Evidence supports bone-specific drugs (BSDs) efficacy in the fracture risk reduction. But treatment rates for osteoporosis among high-risk patients are far below the recommended guidelines. A major concern about BSDs is the lack of adherence with treatment.
To determine if BSDs decrease fracture risk in high-risk elderly women in real clinical setting.
A nested case-control design was used in a cohort of elderly women from the Quebec health databases. Women enter into the cohort if they are 70 years or older between 1995 and 2003. Nested case-controls were designed for women with a diagnosis of osteoporosis (OP) and for those with a prior fracture. All cases of fractures occurring during follow-up were matched with 10 randomly selected controls based on age, time period, bone mass density testing, and having a diagnosis of OP or a prior fracture. Use of BSDs before the index date was categorized as follows: short-term (< or =1 year), intermediate-term (>1 and < or = 3 years), and long-term (>3 years). We used an adjusted conditional logistic regression model to assess BSD effect on fracture.
Among 3170 women who had a fracture, of these women, 1824 had OP and 1346 had a prior fracture. Only long-term exposure to BSDs among women with OP reduced the fracture risk by 16% (odds ratio: 0.84; 0.73-0.97). Among women with OP, a high number of medical services or use of anticonvulsants or narcotics increased the fracture risk by 12-73%. Among women with a prior fracture, a high number of medical services or risk of fall or use of benzodiazepines, antidepressants, or narcotics increased the fracture risk by 23-77%.

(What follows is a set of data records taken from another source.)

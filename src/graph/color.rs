//! `ColorGraph` — an edge-labeled shell graph with a color involution.
//!
//! Each directed edge `src → tgt` carries a [`Color`], the generator index in
//! a Cayley graph. Colors come in involutive pairs: if `src → tgt` is colored
//! `c`, the reverse edge `tgt → src` is colored `inv(c)`, mirroring that
//! traversing an edge backwards applies the inverse generator. The involution
//! table is supplied by the caller and trusted as given; the builders never
//! verify the self-inverse property (use [`ColorInvolution::is_involution`]
//! in tests if it matters).
//!
//! Per vertex the graph keeps both directions of the correspondence:
//! `color → neighbor index` for walking color words, and
//! `neighbor index → color` for deriving the word along a known path.

use std::collections::HashMap;
use std::hash::Hash;

use tracing::trace;

use crate::error::Result;
use crate::graph::shell::{ShellGraph, ShellStatistics};
use crate::index::VertexIndex;

/// An edge label; the index of a generator in Cayley-graph use.
///
/// Colors are nonzero by convention: label `0` is reserved as the shell
/// sentinel of the persisted sparse-adjacency format (see [`crate::io`]).
pub type Color = u32;

/// A total self-inverse mapping on colors.
///
/// Pairing is always installed in both directions, so a well-formed table
/// satisfies `inverse(inverse(c)) == c` for every color it contains.
#[derive(Debug, Clone, Default, PartialEq, Eq)]
pub struct ColorInvolution {
    inverse: HashMap<Color, Color>,
}

impl ColorInvolution {
    /// Creates an empty table.
    pub fn new() -> Self {
        Self::default()
    }

    /// Builds a table from mutually inverse pairs; `(c, c)` marks a
    /// self-inverse color.
    pub fn from_pairs(pairs: impl IntoIterator<Item = (Color, Color)>) -> Self {
        let mut table = Self::new();
        for (a, b) in pairs {
            table.pair(a, b);
        }
        table
    }

    /// Declares `a` and `b` mutually inverse.
    ///
    /// Re-pairing a color detaches its previous partner, so the table stays
    /// a genuine involution.
    pub fn pair(&mut self, a: Color, b: Color) {
        if let Some(old) = self.inverse.insert(a, b) {
            if old != a && old != b {
                self.inverse.remove(&old);
            }
        }
        if let Some(old) = self.inverse.insert(b, a) {
            if old != a && old != b {
                self.inverse.remove(&old);
            }
        }
    }

    /// Declares `c` self-inverse.
    pub fn fix(&mut self, c: Color) {
        self.pair(c, c);
    }

    /// The inverse of `c`, if `c` is in the table.
    #[inline]
    pub fn inverse(&self, c: Color) -> Option<Color> {
        self.inverse.get(&c).copied()
    }

    /// Returns whether `c` is in the table.
    #[inline]
    pub fn contains(&self, c: Color) -> bool {
        self.inverse.contains_key(&c)
    }

    /// Checks the self-inverse property over the whole table.
    pub fn is_involution(&self) -> bool {
        self.inverse
            .iter()
            .all(|(&c, &i)| self.inverse.get(&i) == Some(&c))
    }

    /// Iterates over the colors in the table.
    pub fn colors(&self) -> impl Iterator<Item = Color> + '_ {
        self.inverse.keys().copied()
    }

    /// Number of colors in the table.
    #[inline]
    pub fn len(&self) -> usize {
        self.inverse.len()
    }

    /// Returns `true` if the table is empty.
    #[inline]
    pub fn is_empty(&self) -> bool {
        self.inverse.is_empty()
    }
}

/// Per-vertex color tables, parallel to the vertex index.
#[derive(Debug, Clone, Default)]
pub(crate) struct VertexColors {
    /// Color of the outgoing edge → neighbor index. Last write wins.
    pub(crate) by_color: HashMap<Color, usize>,
    /// Neighbor index → color of the outgoing edge. First write wins, so the
    /// navigator sees one stable canonical color per neighbor even in
    /// multigraphs.
    pub(crate) by_neighbor: HashMap<usize, Color>,
}

/// A shell graph whose edges carry involutive colors.
#[derive(Debug, Clone)]
pub struct ColorGraph<S> {
    shell: ShellGraph<S>,
    colors: Vec<VertexColors>,
    involution: ColorInvolution,
}

impl<S: Eq + Hash + Clone> ColorGraph<S> {
    /// Creates a graph holding only `root`.
    pub(crate) fn with_root(
        root: S,
        involution: ColorInvolution,
        fixed_degree: Option<usize>,
    ) -> Self {
        Self {
            shell: ShellGraph::with_root(root, fixed_degree),
            colors: vec![VertexColors::default()],
            involution,
        }
    }

    /// The degenerate finished graph with no vertices at all.
    ///
    /// Only produced by the persistence layer when a read degrades.
    pub(crate) fn empty() -> Self {
        Self {
            shell: ShellGraph::from_parts(VertexIndex::new(), Vec::new(), Vec::new(), None),
            colors: Vec::new(),
            involution: ColorInvolution::new(),
        }
    }

    /// Assembles a finished color graph from reconstructed parts.
    pub(crate) fn from_parts(
        index: VertexIndex<S>,
        adjacency: Vec<Vec<usize>>,
        shell_starts: Vec<usize>,
        colors: Vec<VertexColors>,
        involution: ColorInvolution,
    ) -> Self {
        Self {
            shell: ShellGraph::from_parts(index, adjacency, shell_starts, None),
            colors,
            involution,
        }
    }

    /// The underlying shell-indexed graph.
    #[inline]
    pub fn shell(&self) -> &ShellGraph<S> {
        &self.shell
    }

    /// Shortcut to the vertex ↔ index table.
    #[inline]
    pub(crate) fn vertex_index(&self) -> &VertexIndex<S> {
        self.shell.graph().index()
    }

    /// The color involution this graph was built with.
    #[inline]
    pub fn involution(&self) -> &ColorInvolution {
        &self.involution
    }

    /// Number of vertices. Delegates to the shell graph.
    #[inline]
    pub fn vertex_count(&self) -> usize {
        self.shell.vertex_count()
    }

    /// Sum of neighbor-list sizes. Delegates to the shell graph.
    #[inline]
    pub fn edge_count(&self) -> usize {
        self.shell.edge_count()
    }

    /// Returns whether the graph has been frozen.
    #[inline]
    pub fn is_finished(&self) -> bool {
        self.shell.is_finished()
    }

    /// Breadth-first distance of `vertex`. Delegates to the shell graph.
    ///
    /// # Errors
    /// [`crate::GraphError::VertexNotFound`] if the vertex was never added.
    pub fn distance_from_root(&self, vertex: &S) -> Result<usize> {
        self.shell.distance_from_root(vertex)
    }

    /// Shell and degree summary. Delegates to the shell graph.
    pub fn statistics(&self) -> ShellStatistics {
        self.shell.statistics()
    }

    /// The neighbor reached from `vertex` along the edge colored `color`,
    /// or `None` if `vertex` has no outgoing edge of that color.
    ///
    /// # Errors
    /// [`crate::GraphError::VertexNotFound`] if the vertex was never added.
    pub fn neighbor_by_color(&self, vertex: &S, color: Color) -> Result<Option<&S>> {
        let i = self.shell.graph().index().index_of(vertex)?;
        Ok(self
            .neighbor_index_by_color(i, color)
            .map(|n| self.shell.graph().index().element_unchecked(n)))
    }

    /// The canonical color of the directed edge `u → v`, or `None` if the
    /// edge does not exist.
    ///
    /// # Errors
    /// [`crate::GraphError::VertexNotFound`] if either vertex was never
    /// added.
    pub fn color_between(&self, u: &S, v: &S) -> Result<Option<Color>> {
        let ui = self.shell.graph().index().index_of(u)?;
        let vi = self.shell.graph().index().index_of(v)?;
        Ok(self.color_between_indices(ui, vi))
    }

    #[inline]
    pub(crate) fn neighbor_index_by_color(&self, i: usize, color: Color) -> Option<usize> {
        self.colors.get(i - 1)?.by_color.get(&color).copied()
    }

    #[inline]
    pub(crate) fn color_between_indices(&self, i: usize, j: usize) -> Option<Color> {
        self.colors.get(i - 1)?.by_neighbor.get(&j).copied()
    }

    /// One colored breadth-first join: admits `(src, tgt)` under the radius
    /// discipline, then installs `color` on `src → tgt` and its inverse on
    /// `tgt → src`.
    ///
    /// Rejected (returning `false`, graph untouched) when the shell engine
    /// rejects the edge or when `color` has no inverse in the involution
    /// table, since the reverse edge could not be labeled.
    pub(crate) fn join_colored(&mut self, src: &S, tgt: S, color: Color) -> bool {
        let Some(inv) = self.involution.inverse(color) else {
            trace!(color, "join rejected: color has no inverse in the involution");
            return false;
        };
        let Some((si, ti)) = self.shell.admit_join(src, tgt) else {
            return false;
        };
        // New vertices may have been created by the admission.
        while self.colors.len() < self.shell.vertex_count() {
            self.colors.push(VertexColors::default());
        }
        self.install(si, ti, color);
        self.install(ti, si, inv);
        true
    }

    fn install(&mut self, from: usize, to: usize, color: Color) {
        let table = &mut self.colors[from - 1];
        table.by_color.insert(color, to);
        table.by_neighbor.entry(to).or_insert(color);
    }

    /// Sorts and freezes the underlying core. `false` if already finished.
    pub(crate) fn finish_in_place(&mut self) -> bool {
        self.shell.finish_in_place()
    }
}
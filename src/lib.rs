//! # `shellgraph` - Shell-Indexed Breadth-First Graphs
//!
//! Builds and navigates large regular or edge-colored graphs representing
//! algebraic structures — the motivating case being Cayley graphs of finite
//! groups such as PGL2(F_q), grown from abstract generating sets.
//!
//! ## Core Ideas
//!
//! ### Indexed vertices
//! Every vertex receives a stable 1-based index in insertion order through
//! [`VertexIndex`], a permanent bijection between vertices and `1..=N`.
//! Adjacency is stored as plain index lists, sorted by index once
//! construction finishes.
//!
//! ### Shells
//! A *shell* is the set of vertices at one breadth-first distance from the
//! root. The breadth-first builders fill shells contiguously, so each shell
//! is a contiguous index interval and a vertex's distance is a binary scan
//! over the shell-start table. Because edges never jump more than one shell,
//! a sorted neighbor list splits into exactly three contiguous runs —
//! previous, same, and next shell — found by binary search
//! ([`ShellGraph::neighbors_in_previous_shell`] and friends).
//!
//! ### Two-phase construction
//! Graphs move one way through `Building → Finished` ([`BuildState`]).
//! Mutation happens only through a builder ([`GraphBuilder`],
//! [`BfsBuilder`], [`ColorBfsBuilder`]); `finish(self)` sorts every neighbor
//! list and releases the frozen value. Construction-time rejections — joins
//! violating the breadth-first radius discipline — return `false` and leave
//! the graph untouched, so generator streams can be filtered by the builder
//! itself. Post-finish mutation fails silently the same way.
//!
//! ### Colors
//! In a Cayley graph each edge is an application of a generator, recorded as
//! a [`Color`] on the directed edge with the inverse generator's color on
//! the reverse edge ([`ColorInvolution`]). A [`Navigator`] derives canonical
//! shortest root-to-vertex color words and composes them into group-style
//! products by walking the graph.
//!
//! ## Example
//!
//! ```rust
//! use shellgraph::BfsBuilder;
//!
//! let mut builder = BfsBuilder::new("root");
//! assert!(builder.join(&"root", "a"));
//! assert!(builder.join(&"root", "b"));
//! assert!(builder.join(&"a", "c")); // opens shell 2
//!
//! let graph = builder.finish();
//! assert_eq!(graph.distance_from_root(&"c").unwrap(), 2);
//! assert_eq!(graph.max_distance_from_root(), 2);
//! assert_eq!(graph.neighbors_in_previous_shell(&"c").unwrap(), vec![&"a"]);
//! ```
//!
//! ## Concurrency
//!
//! Single-threaded, synchronous, no internal locking. Construction is a
//! single-writer affair; the move out of `finish(self)` is the publication
//! boundary, after which the frozen graph is safe to share read-only
//! (`Send + Sync` when the vertex type is). The navigator's path cache
//! belongs to the navigator, not the graph, so independent readers each own
//! their memo.

#![warn(missing_docs, clippy::all, clippy::pedantic)]
#![allow(clippy::module_name_repetitions)]
#![allow(clippy::must_use_candidate)]

pub mod builder;
pub mod error;
pub mod graph;
pub mod index;
pub mod io;
pub mod navigator;

pub use builder::{BfsBuilder, ColorBfsBuilder, GraphBuilder};
pub use error::{GraphError, Result};
pub use graph::{
    BuildState,
    Color,
    ColorGraph,
    ColorInvolution,
    NeighborGraph,
    ShellGraph,
    ShellStatistics,
};
pub use index::VertexIndex;
pub use navigator::Navigator;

The incidence of fractures decreased by 16% among women with OP when more than 80% of BSDs was used for at least 3 years. Among women with a prior fracture, fracture risk reduction was not significant. Exposure to BSDs among women with a prior fracture is troubling, given that only approximately 12% of these individuals were being treated, and only 2% was using BSDs for the long term.